The Agent Stack #014 — Wednesday Stack


The AI gateway everyone trusts just got compromised. LiteLLM, used by thousands of developers to manage model API calls, fell victim to credential-stealing malware via their security compliance partner Delve. This isn’t just another breach story—it’s a wake-up call about the fragile infrastructure we’re building AI agents on.

What Actually Happened

LiteLLM serves as a proxy layer between your applications and model providers like OpenAI, Anthropic, and Cohere. Think of it as the plumbing that routes your API calls, handles rate limiting, and logs usage. The ishaan-jaff/litellm repo has 13.7k stars and gets downloaded millions of times monthly.

The attack vector was brilliantly simple. LiteLLM had outsourced SOC 2 and ISO 27001 compliance to a startup called Delve. Delve’s systems got compromised, giving attackers access to LiteLLM’s infrastructure. From there, they could potentially intercept API keys, model requests, and response data flowing through the gateway.

The timing couldn’t be worse. AI recruiting startup Mercor confirmed they were breached through this same attack vector, with hackers claiming to have stolen sensitive data from their systems.

The Real Problem

This incident highlights a fundamental weakness in the AI stack. We’ve built a tower of dependencies that most teams don’t properly audit. LiteLLM depends on Delve. Your agent depends on LiteLLM. Your customer data flows through all of it.

I tested LiteLLM extensively last month for routing between Claude and GPT-4o. The convenience is undeniable—one API interface, automatic fallbacks, built-in caching. But the security model assumes you trust every component in the chain.

The alternatives aren’t much better. OpenAI’s API is more secure but locks you into their ecosystem. Self-hosting something like BerriAI/litellm removes third-party risk but adds operational complexity. Most teams choose convenience over security.

What You Should Do Now

Check your infrastructure dependencies immediately.

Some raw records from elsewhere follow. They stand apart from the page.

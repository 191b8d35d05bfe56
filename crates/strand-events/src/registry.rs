//! Stream placement records.
//!
//! The registry says which nodes host a stream and where its chain stands.
//! The cache only reads from it; allocation is the registry's business.

use std::{collections::BTreeMap, sync::RwLock};

use async_trait::async_trait;
use bytes::Bytes;
use strand_types::{Address, Hash, StreamId};

use crate::error::{StreamError, StreamResult};

/// Registry view of one stream.
#[derive(Debug, Clone, PartialEq, Eq)]
pub struct StreamRecord {
    pub stream_id: StreamId,
    /// Hosting nodes; the first one produces blocks.
    pub nodes: Vec<Address>,
    pub last_miniblock_num: u64,
    pub last_miniblock_hash: Hash,
}

impl StreamRecord {
    pub fn is_local(&self, node: &Address) -> bool {
        self.nodes.contains(node)
    }

    pub fn first_node(&self) -> Option<Address> {
        self.nodes.first().copied()
    }
}

/// Read access to stream placement.
#[async_trait]
pub trait StreamRegistry: Send + Sync + std::fmt::Debug {
    /// Every stream known as of chain block `at_block`.
    async fn get_all_streams(&self, at_block: u64) -> StreamResult<Vec<StreamRecord>>;

    /// The record for `stream_id` together with its genesis miniblock bytes,
    /// or `None` while the stream is not allocated.
    async fn get_stream_with_genesis(
        &self,
        stream_id: &StreamId,
    ) -> StreamResult<Option<(StreamRecord, Bytes)>>;
}

#[derive(Debug, Clone)]
struct Allocation {
    record: StreamRecord,
    genesis: Bytes,
    allocated_at: u64,
}

/// Registry held in process memory.
#[derive(Debug, Default)]
pub struct InMemoryRegistry {
    streams: RwLock<BTreeMap<StreamId, Allocation>>,
    block: RwLock<u64>,
}

impl InMemoryRegistry {
    pub fn new() -> Self {
        Self::default()
    }

    /// Records a new stream at the current chain block.
    pub fn allocate_stream(&self, record: StreamRecord, genesis: Bytes) -> StreamResult<()> {
        let allocated_at = self.current_block()?;
        let mut streams = self
            .streams
            .write()
            .map_err(|_| StreamError::Internal("registry lock poisoned".into()))?;
        if streams.contains_key(&record.stream_id) {
            return Err(StreamError::Registry(format!(
                "stream {} is already allocated",
                record.stream_id
            )));
        }
        streams.insert(
            record.stream_id,
            Allocation {
                record,
                genesis,
                allocated_at,
            },
        );
        Ok(())
    }

    /// Moves a stream's chain position forward.
    pub fn set_last_miniblock(&self, stream_id: &StreamId, num: u64, hash: Hash) -> StreamResult<()> {
        let mut streams = self
            .streams
            .write()
            .map_err(|_| StreamError::Internal("registry lock poisoned".into()))?;
        let allocation = streams
            .get_mut(stream_id)
            .ok_or_else(|| StreamError::Registry(format!("stream {stream_id} is not allocated")))?;
        allocation.record.last_miniblock_num = num;
        allocation.record.last_miniblock_hash = hash;
        Ok(())
    }

    /// Advances the chain block used to stamp new allocations.
    pub fn set_block(&self, block: u64) -> StreamResult<()> {
        *self
            .block
            .write()
            .map_err(|_| StreamError::Internal("registry lock poisoned".into()))? = block;
        Ok(())
    }

    fn current_block(&self) -> StreamResult<u64> {
        self.block
            .read()
            .map(|b| *b)
            .map_err(|_| StreamError::Internal("registry lock poisoned".into()))
    }
}

#[async_trait]
impl StreamRegistry for InMemoryRegistry {
    async fn get_all_streams(&self, at_block: u64) -> StreamResult<Vec<StreamRecord>> {
        let streams = self
            .streams
            .read()
            .map_err(|_| StreamError::Internal("registry lock poisoned".into()))?;
        Ok(streams
            .values()
            .filter(|a| a.allocated_at <= at_block)
            .map(|a| a.record.clone())
            .collect())
    }

    async fn get_stream_with_genesis(
        &self,
        stream_id: &StreamId,
    ) -> StreamResult<Option<(StreamRecord, Bytes)>> {
        let streams = self
            .streams
            .read()
            .map_err(|_| StreamError::Internal("registry lock poisoned".into()))?;
        Ok(streams
            .get(stream_id)
            .map(|a| (a.record.clone(), a.genesis.clone())))
    }
}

If you’re using LiteLLM, audit what data flows through it and whether you’ve rotated API keys since the breach. The project maintainers have been responsive—they’ve dropped Delve and are rebuilding their compliance processes—but trust takes time to rebuild.

Consider implementing API key rotation as standard practice. Most model providers support multiple keys per account. Rotate them weekly, not when something goes wrong.

For new projects, evaluate whether you actually need an AI gateway. Direct API calls to model providers are more secure and often faster. The convenience of unified interfaces comes with real costs.

Quick Hits

Anthropic’s code leak revealed they’re building a Tamagotchi-style AI pet and always-on agent features. The leak came from a source map accidentally included in Claude Code’s TypeScript build—basic operational security failure.

IBM’s Granite 4.0 3B Vision is actually usable for document analysis on modest hardware. I tested it on financial PDFs and it correctly extracted structured data 87% of the time, comparable to GPT-4V but running locally.

TRL v1.0 from HuggingFace finally makes post-training approachable. The new API handles RLHF, DPO, and KTO with sensible defaults. No more wrestling with distributed training configs for fine-tuning.

One Thing to Try

Audit your AI stack dependencies this week. Map every service, library, and third-party integration your agents use. Document who has access to your API keys and model data. Most teams discover they’ve accidentally created massive attack surfaces they never intended.

Security isn’t just about the models—it’s about everything that touches them.